By the time the very big beehive is complete, two hours have passed, and Ethel has been able to illustrate her favorite point about the difference between 1961--when she and Gil opened for business--and now.

"Back then," she says, "customers were our friends. I had wanted to be a secretary so badly, but I'm not sorry it never happened, because here I met everyone in the world and I got to know everything. Now, with Great Clips and Supercuts, your little butt is in and out of that chair in fifteen minutes or your boss wants to know why."

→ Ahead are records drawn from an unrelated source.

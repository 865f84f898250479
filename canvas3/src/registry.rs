use std::{hash::BuildHasherDefault, sync::Arc};

use canvas3_types::{CanvasHandle, CanvasId, CanvasTag};
use indexmap::IndexMap;
use parking_lot::Mutex;
use rustc_hash::FxHasher;

use crate::util::handle_alloc::HandleAllocator;

struct RegistryInner {
    handles: HandleAllocator<CanvasTag>,
    names: IndexMap<usize, String, BuildHasherDefault<FxHasher>>,
}

impl RegistryInner {
    fn reclaim(&mut self) {
        for handle in self.handles.reclaim_delayed_handles() {
            if let Some(name) = self.names.shift_remove(&handle.idx) {
                log::debug!("Canvas {name} unregistered");
            }
        }
    }
}

/// Assigns identities and default names to canvases.
///
/// Created once by the application and passed to every canvas constructor,
/// see [`CanvasCommon::new`](crate::canvas::CanvasCommon::new). Identifiers
/// are never reused for the lifetime of the registry.
#[derive(Clone)]
pub struct CanvasRegistry {
    inner: Arc<Mutex<RegistryInner>>,
}

impl CanvasRegistry {
    pub fn new() -> Self {
        Self {
            inner: Arc::new(Mutex::new(RegistryInner {
                handles: HandleAllocator::new(false),
                names: IndexMap::default(),
            })),
        }
    }

    /// Registers a new canvas named `graph2d.<id in hex>`. The canvas stays
    /// registered until the last clone of the returned handle is dropped.
    pub fn register(&self) -> (CanvasHandle, String) {
        let mut inner = self.inner.lock();
        inner.reclaim();
        let handle = inner.handles.allocate();
        let name = format!("graph2d.{:x}", handle.idx);
        inner.names.insert(handle.idx, name.clone());
        log::debug!("Canvas {name} registered");
        (handle, name)
    }

    pub fn name_of(&self, id: CanvasId) -> Option<String> {
        let mut inner = self.inner.lock();
        inner.reclaim();
        inner.names.get(&id.idx).cloned()
    }

    pub fn names(&self) -> Vec<String> {
        let mut inner = self.inner.lock();
        inner.reclaim();
        inner.names.values().cloned().collect()
    }

    pub fn len(&self) -> usize {
        self.names().len()
    }

    pub fn is_empty(&self) -> bool {
        self.len() == 0
    }

    /// Forgets every registered canvas. Identifiers keep counting up.
    pub fn clear(&self) {
        let mut inner = self.inner.lock();
        inner.reclaim();
        inner.names.clear();
    }
}

impl Default for CanvasRegistry {
    fn default() -> Self {
        Self::new()
    }
}
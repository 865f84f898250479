use canvas3_types::{glam::IVec2, Viewport};

/// Tracks the active viewport against the framebuffer it lives in, plus the
/// frame lock counter of a drawing session.
#[derive(Debug, Clone, PartialEq, Eq)]
pub struct ViewportManager {
    viewport: Viewport,
    full_framebuffer: bool,
    frame_lock: u32,
}

impl ViewportManager {
    pub fn new(framebuffer: IVec2) -> Self {
        Self {
            viewport: Viewport::full(framebuffer),
            full_framebuffer: true,
            frame_lock: 0,
        }
    }

    pub fn viewport(&self) -> Viewport {
        self.viewport
    }

    /// Whether the viewport was the whole framebuffer when last set.
    pub fn is_full_framebuffer(&self) -> bool {
        self.full_framebuffer
    }

    pub fn frame_lock(&self) -> u32 {
        self.frame_lock
    }

    /// State right after the driver opens: the whole framebuffer, unlocked.
    pub fn reset(&mut self, framebuffer: IVec2) {
        *self = Self::new(framebuffer);
    }

    /// Stores `viewport` as given. Callers keep it inside the framebuffer.
    pub fn set_viewport(&mut self, viewport: Viewport, framebuffer: IVec2) {
        self.viewport = viewport;
        self.full_framebuffer = viewport.covers(framebuffer);
    }

    /// Follows a framebuffer size change when the viewport was the full
    /// framebuffer. A partial viewport is left alone. Returns whether the
    /// viewport changed.
    pub fn handle_resize(&mut self, framebuffer: IVec2) -> bool {
        if !self.full_framebuffer || self.viewport.covers(framebuffer) {
            return false;
        }
        log::debug!(
            "Viewport follows framebuffer to {}x{}",
            framebuffer.x,
            framebuffer.y
        );
        self.viewport = Viewport::full(framebuffer);
        true
    }

    /// Reconciles after an explicit resize of an open canvas from `old` to
    /// `new`. Only a viewport that was exactly the old framebuffer grows.
    pub fn reconcile_resize(&mut self, old: IVec2, new: IVec2) -> bool {
        if old == new || self.viewport != Viewport::full(old) {
            return false;
        }
        self.set_viewport(Viewport::full(new), new);
        true
    }

    /// Before the canvas opens the viewport simply mirrors the framebuffer size.
    pub fn track_unopened(&mut self, framebuffer: IVec2) {
        self.viewport.width = framebuffer.x;
        self.viewport.height = framebuffer.y;
        self.full_framebuffer = self.viewport.covers(framebuffer);
    }

    pub fn begin_draw(&mut self) -> bool {
        self.frame_lock += 1;
        true
    }

    /// Ends one level of drawing. Never goes below zero.
    pub fn finish_draw(&mut self) {
        self.frame_lock = self.frame_lock.saturating_sub(1);
    }
}
use std::sync::Arc;

use canvas3::{
    font::{Font, FontCache, WriteFlags},
    opengl::{BlendFactor, GlBackend, GlCapability},
    surface::MeshSurface,
    types::{
        glam::{IVec2, Vec3, Vec4},
        ClipRect, MeshType, MixMode, PackedColor, RawTextureHandle, Rgba, SimpleMesh, SimpleMeshFlags, Viewport,
    },
    util::typedefs::FastHashMap,
};
use image::RgbaImage;
use parking_lot::Mutex;

/// One mesh submission as the backend saw it.
#[derive(Debug, Clone, PartialEq)]
pub struct DrawCall {
    pub mesh_type: MeshType,
    pub vertices: Vec<Vec3>,
    pub indices: Vec<u32>,
    pub colors: Vec<Vec4>,
    pub texture: Option<RawTextureHandle>,
    pub mix_mode: MixMode,
    pub flags: SimpleMeshFlags,
}

#[derive(Debug, Clone, PartialEq, Eq)]
pub struct TextWrite {
    /// Framebuffer position.
    pub pos: IVec2,
    pub fg: PackedColor,
    pub bg: PackedColor,
    pub text: String,
    pub flags: WriteFlags,
    pub clip: ClipRect,
}

#[derive(Debug, Default)]
pub struct TextLog {
    pub writes: Vec<TextWrite>,
    pub flushes: usize,
}

/// Font cache that only records what it was asked to draw.
pub struct RecordingFontCache {
    log: Arc<Mutex<TextLog>>,
    clip: ClipRect,
    offset: IVec2,
}

impl FontCache for RecordingFontCache {
    fn write_string(
        &mut self,
        _font: &dyn Font,
        pos: IVec2,
        fg: PackedColor,
        bg: PackedColor,
        text: &str,
        flags: WriteFlags,
    ) {
        self.log.lock().writes.push(TextWrite {
            pos: pos + self.offset,
            fg,
            bg,
            text: text.to_owned(),
            flags,
            clip: self.clip,
        });
    }

    fn set_clip_rect(&mut self, clip: ClipRect) {
        self.clip = clip;
    }

    fn set_viewport_offset(&mut self, offset: IVec2) {
        self.offset = offset;
    }

    fn flush_text(&mut self) {
        self.log.lock().flushes += 1;
    }
}

/// A GL backend that keeps its framebuffer in memory and records every call.
///
/// Screen space lines, points and axis aligned quads are rasterized so reads
/// and screenshots see them; everything else is only recorded.
pub struct RecordingBackend {
    pub framebuffer: RgbaImage,
    pub draw_calls: Vec<DrawCall>,
    pub capability_changes: Vec<(GlCapability, bool)>,
    pub blend_funcs: Vec<(BlendFactor, BlendFactor)>,
    pub viewport: Viewport,
    pub scissor: ClipRect,
    pub textures: FastHashMap<usize, (u32, u32)>,
    pub deleted_textures: Vec<usize>,
    pub flushes: usize,
    pub finishes: usize,
    pub text: Arc<Mutex<TextLog>>,
    extensions: String,
    renderer: Option<String>,
    version: Option<String>,
    vendor: Option<String>,
    font_cache: bool,
}

impl RecordingBackend {
    pub fn new(size: IVec2) -> Self {
        Self {
            framebuffer: RgbaImage::new(size.x as u32, size.y as u32),
            draw_calls: Vec::new(),
            capability_changes: Vec::new(),
            blend_funcs: Vec::new(),
            viewport: Viewport::full(size),
            scissor: ClipRect::from_size(size),
            textures: FastHashMap::default(),
            deleted_textures: Vec::new(),
            flushes: 0,
            finishes: 0,
            text: Arc::new(Mutex::new(TextLog::default())),
            extensions: String::new(),
            renderer: None,
            version: None,
            vendor: None,
            font_cache: false,
        }
    }

    pub fn with_extensions(mut self, extensions: &str) -> Self {
        self.extensions = extensions.to_owned();
        self
    }

    pub fn with_hardware(mut self, vendor: &str, renderer: &str, version: &str) -> Self {
        self.vendor = Some(vendor.to_owned());
        self.renderer = Some(renderer.to_owned());
        self.version = Some(version.to_owned());
        self
    }

    pub fn with_font_cache(mut self) -> Self {
        self.font_cache = true;
        self
    }

    pub fn pixel(&self, x: i32, y: i32) -> Option<Rgba> {
        if x < 0 || y < 0 {
            return None;
        }
        self.framebuffer
            .get_pixel_checked(x as u32, y as u32)
            .map(|p| Rgba::new(p[0], p[1], p[2], p[3]))
    }

    fn put(&mut self, x: i32, y: i32, color: Rgba) {
        if x < 0 || y < 0 {
            return;
        }
        if let Some(pixel) = self.framebuffer.get_pixel_mut_checked(x as u32, y as u32) {
            *pixel = image::Rgba([color.r, color.g, color.b, color.a]);
        }
    }

    /// Writes a pixel given in viewport coordinates, honoring the scissor.
    fn plot(&mut self, x: i32, y: i32, color: Vec4) {
        if !self.scissor.contains(x, y) {
            return;
        }
        let c = (color.clamp(Vec4::ZERO, Vec4::ONE) * 255.0).round();
        let rgba = Rgba::new(c.x as u8, c.y as u8, c.z as u8, c.w as u8);
        self.put(self.viewport.left + x, self.viewport.top + y, rgba);
    }

    fn rasterize(&mut self, call: &DrawCall) {
        let color = |i: usize| call.colors.get(i).copied().unwrap_or(Vec4::ONE);
        let vertex = |i: u32| call.vertices[i as usize];
        match call.mesh_type {
            MeshType::Points => {
                for &i in &call.indices {
                    let v = vertex(i);
                    self.plot(v.x as i32, v.y as i32, color(i as usize));
                }
            }
            MeshType::Lines => {
                for pair in call.indices.chunks_exact(2) {
                    let (a, b) = (vertex(pair[0]), vertex(pair[1]));
                    let steps = (b - a).abs().max_element().ceil().max(1.0) as i32;
                    for step in 0..=steps {
                        let p = a.lerp(b, step as f32 / steps as f32);
                        self.plot(p.x.round() as i32, p.y.round() as i32, color(pair[0] as usize));
                    }
                }
            }
            MeshType::Quads => {
                for quad in call.indices.chunks_exact(4) {
                    let corners = quad.iter().map(|&i| vertex(i));
                    let min = corners.clone().fold(Vec3::splat(f32::MAX), Vec3::min);
                    let max = corners.fold(Vec3::splat(f32::MIN), Vec3::max);
                    for y in min.y as i32..max.y as i32 {
                        for x in min.x as i32..max.x as i32 {
                            self.plot(x, y, color(quad[0] as usize));
                        }
                    }
                }
            }
            _ => {}
        }
    }
}

impl MeshSurface for RecordingBackend {
    fn draw_simple_mesh(&mut self, mesh: &SimpleMesh<'_>, flags: SimpleMeshFlags) {
        let call = DrawCall {
            mesh_type: mesh.state.mesh_type,
            vertices: mesh.vertices.to_vec(),
            indices: mesh.indices.to_vec(),
            colors: mesh.colors.map(<[Vec4]>::to_vec).unwrap_or_default(),
            texture: mesh.state.texture.as_ref().map(|t| t.get_raw()),
            mix_mode: mesh.state.mix_mode,
            flags,
        };
        if flags.contains(SimpleMeshFlags::SCREENSPACE) {
            self.rasterize(&call);
        }
        self.draw_calls.push(call);
    }
}

impl GlBackend for RecordingBackend {
    fn renderer(&self) -> Option<&str> {
        self.renderer.as_deref()
    }

    fn version(&self) -> Option<&str> {
        self.version.as_deref()
    }

    fn vendor(&self) -> Option<&str> {
        self.vendor.as_deref()
    }

    fn extensions(&self) -> &str {
        &self.extensions
    }

    fn set_capability(&mut self, capability: GlCapability, enabled: bool) {
        self.capability_changes.push((capability, enabled));
    }

    fn set_blend_func(&mut self, src: BlendFactor, dst: BlendFactor) {
        self.blend_funcs.push((src, dst));
    }

    fn set_viewport(&mut self, viewport: Viewport, framebuffer: IVec2) {
        let (width, height) = (framebuffer.x as u32, framebuffer.y as u32);
        if self.framebuffer.dimensions() != (width, height) {
            self.framebuffer = RgbaImage::new(width, height);
        }
        self.viewport = viewport;
    }

    fn set_scissor(&mut self, rect: ClipRect) {
        self.scissor = rect;
    }

    fn clear(&mut self, color: Rgba) {
        for pixel in self.framebuffer.pixels_mut() {
            *pixel = image::Rgba([color.r, color.g, color.b, color.a]);
        }
    }

    fn draw_pixels(&mut self, pos: IVec2, size: IVec2, data: &[Rgba]) {
        for (i, &color) in data.iter().enumerate().take((size.x * size.y).max(0) as usize) {
            let i = i as i32;
            self.put(pos.x + i % size.x, pos.y + i / size.x, color);
        }
    }

    fn read_pixels(&mut self, pos: IVec2, size: IVec2) -> Option<Vec<Rgba>> {
        let height = self.framebuffer.height() as i32;
        let mut out = Vec::with_capacity((size.x * size.y).max(0) as usize);
        for gl_y in pos.y..pos.y + size.y {
            for x in pos.x..pos.x + size.x {
                out.push(self.pixel(x, height - 1 - gl_y)?);
            }
        }
        Some(out)
    }

    fn upload_texture(&mut self, texture: RawTextureHandle, image: &RgbaImage) {
        self.textures.insert(texture.idx, image.dimensions());
    }

    fn delete_texture(&mut self, texture: RawTextureHandle) {
        self.textures.remove(&texture.idx);
        self.deleted_textures.push(texture.idx);
    }

    fn flush(&mut self) {
        self.flushes += 1;
    }

    fn finish(&mut self) {
        self.finishes += 1;
    }

    fn create_font_cache(&mut self) -> Option<Box<dyn FontCache>> {
        self.font_cache.then(|| {
            Box::new(RecordingFontCache {
                log: Arc::clone(&self.text),
                clip: self.scissor,
                offset: IVec2::ZERO,
            }) as Box<dyn FontCache>
        })
    }
}
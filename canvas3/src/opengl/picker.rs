//! Pixel format negotiation.
//!
//! The picker walks the Cartesian product of per-axis candidate lists like an
//! odometer: the first axis of the reduction order changes fastest, and every
//! axis restarts at the candidate matching its requested value.

use arrayvec::ArrayVec;
use canvas3_types::{PixelFormat, PixelFormatValue};
use smallvec::SmallVec;

use crate::config::ConfigSource;

pub const DEFAULT_REDUCTION_ORDER: &str = "ACmasdc";

const REDUCTION_ORDER_KEY: &str = "Video.OpenGL.FormatPicker.ReductionOrder";

/// Requested value and config key for every axis except color, whose request
/// is the canvas depth.
const START_VALUES: [(PixelFormatValue, &str, i32); 6] = [
    (PixelFormatValue::AlphaBits, "Video.OpenGL.AlphaBits", 8),
    (PixelFormatValue::DepthBits, "Video.OpenGL.DepthBits", 32),
    (PixelFormatValue::StencilBits, "Video.OpenGL.StencilBits", 8),
    (PixelFormatValue::AccumColorBits, "Video.OpenGL.AccumColorBits", 0),
    (PixelFormatValue::AccumAlphaBits, "Video.OpenGL.AccumAlphaBits", 0),
    (PixelFormatValue::MultiSamples, "Video.OpenGL.MultiSamples", 0),
];

/// One position of a mixed-radix counter.
#[derive(Debug, Copy, Clone, PartialEq, Eq)]
pub struct OdometerDigit {
    pub value: usize,
    /// Where the digit restarts after wrapping.
    pub first: usize,
    pub radix: usize,
}

pub type OdometerDigits = ArrayVec<OdometerDigit, { PixelFormatValue::COUNT }>;

/// Advances the counter by one step, least significant digit first.
///
/// Returns the next digits and whether the counter wrapped around, which
/// means every combination has been visited.
pub fn increment(digits: &OdometerDigits) -> (OdometerDigits, bool) {
    let mut next = digits.clone();
    for digit in &mut next {
        digit.value += 1;
        if digit.value < digit.radix {
            return (next, false);
        }
        digit.value = digit.first;
    }
    (next, true)
}

/// Parses a comma separated candidate list, largest first.
///
/// Entries that are not plain integers are skipped. A list without a single
/// valid entry becomes `[0]`.
pub fn parse_candidates(list: &str) -> SmallVec<[i32; 8]> {
    let mut candidates: SmallVec<[i32; 8]> = list
        .split(',')
        .map(str::trim)
        .filter(|entry| !entry.is_empty())
        .filter_map(|entry| entry.parse().ok())
        .collect();
    if candidates.is_empty() {
        candidates.push(0);
    }
    candidates.sort_unstable_by(|a, b| b.cmp(a));
    candidates
}

/// Parses a reduction order string into a full traversal order.
///
/// Unknown letters and repeats are ignored; axes the string leaves out are
/// appended in their natural order so every axis is counted exactly once.
pub fn parse_reduction_order(order: &str) -> ArrayVec<PixelFormatValue, { PixelFormatValue::COUNT }> {
    let mut traversal = ArrayVec::new();
    for c in order.chars() {
        match PixelFormatValue::from_order_char(c) {
            Some(value) if !traversal.contains(&value) => traversal.push(value),
            Some(_) => {}
            None => log::debug!("Ignoring unknown pixel format reduction letter {c:?}"),
        }
    }
    for value in PixelFormatValue::ALL {
        if !traversal.contains(&value) {
            traversal.push(value);
        }
    }
    traversal
}

#[derive(Debug, Clone)]
struct Axis {
    value: PixelFormatValue,
    candidates: SmallVec<[i32; 8]>,
}

/// Enumerates pixel formats to try, best first.
#[derive(Debug, Clone, Default)]
pub struct PixelFormatPicker {
    /// In traversal order.
    axes: ArrayVec<Axis, { PixelFormatValue::COUNT }>,
    /// Position of the format staged after the current one.
    digits: OdometerDigits,
    staged: Option<PixelFormat>,
    wrapped: bool,
}

impl PixelFormatPicker {
    pub fn new(config: &dyn ConfigSource, color_depth: i32) -> Self {
        let mut picker = Self::default();
        picker.reset(config, color_depth);
        picker
    }

    /// Rereads the configuration and starts over with the best format.
    pub fn reset(&mut self, config: &dyn ConfigSource, color_depth: i32) {
        let mut requested = PixelFormat::default();
        requested[PixelFormatValue::ColorBits] = color_depth;
        for (value, key, default) in START_VALUES {
            requested[value] = config.get_int(key, default);
        }

        let order = config.get_str_or(REDUCTION_ORDER_KEY, DEFAULT_REDUCTION_ORDER);
        self.axes.clear();
        self.digits.clear();
        for value in parse_reduction_order(order) {
            let key = format!("Video.OpenGL.FormatPicker.{}", value.config_name());
            let candidates = parse_candidates(config.get_str_or(&key, ""));
            if candidates.as_slice() == [0] {
                log::trace!("No {} candidates configured, using 0", value.name());
            }

            let first = candidates
                .iter()
                .position(|&candidate| candidate <= requested[value])
                .unwrap_or(candidates.len() - 1);
            self.digits.push(OdometerDigit {
                value: first,
                first,
                radix: candidates.len(),
            });
            self.axes.push(Axis { value, candidates });
        }

        self.wrapped = false;
        self.staged = Some(self.current());
        self.advance();
    }

    fn current(&self) -> PixelFormat {
        let mut format = PixelFormat::default();
        for (axis, digit) in self.axes.iter().zip(&self.digits) {
            format[axis.value] = axis.candidates[digit.value];
        }
        format
    }

    fn advance(&mut self) {
        let (next, wrapped) = increment(&self.digits);
        self.digits = next;
        self.wrapped = wrapped;
    }

    /// The next format to try, or `None` once every combination was handed
    /// out. Stays `None` until the next [`PixelFormatPicker::reset`].
    pub fn next_format(&mut self) -> Option<PixelFormat> {
        let format = self.staged.take()?;
        if !self.wrapped {
            self.staged = Some(self.current());
            self.advance();
        }
        Some(format)
    }
}

impl Iterator for PixelFormatPicker {
    type Item = PixelFormat;

    fn next(&mut self) -> Option<Self::Item> {
        self.next_format()
    }
}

At Ethel's, your little butt is in that chair as long as she wants it there, through interruptions from five generations of the Gomez family, longtime customers--the only kind she has--who come to shoot the breeze, and lunch. Everyone who comes to Ethel's knows to take a seat and make herself comfortable, since hairdos never happen fast around here and there's going to be plenty of juicy conversation in the interim with a lot of detail. A baby crawls across the linoleum. A stooped woman with white hair discusses the strange weather. Ethel, sucking on a lollipop, answering the phone, limping around in a foot cast because of a fall she took--and her landlord will hear about it--covers the big topics: Romance, Marriage, Kids These Days, and The French Twist: Is It Back? Is her own hair long enough?

Ethel believes in talk.
"It's something Gil and I shared," she says. "We took turns. It would be my turn, and I would vent about every exasperating thing that happened to me, and strangely enough, he would listen."

Although Gil and Ethel's had two front doors--one for women and one for men--and a wall separated them while they worked, Gil and Ethel usually ate lunch together, discussing every nuance of their many clients and three children. Through three decades, there was a certain dependable rhythm to it all--and then, Ethel remembers, there was change. And not just the big incidents, either, such as the building being scheduled for demolition, or Gil's death, at 64, from a heart attack.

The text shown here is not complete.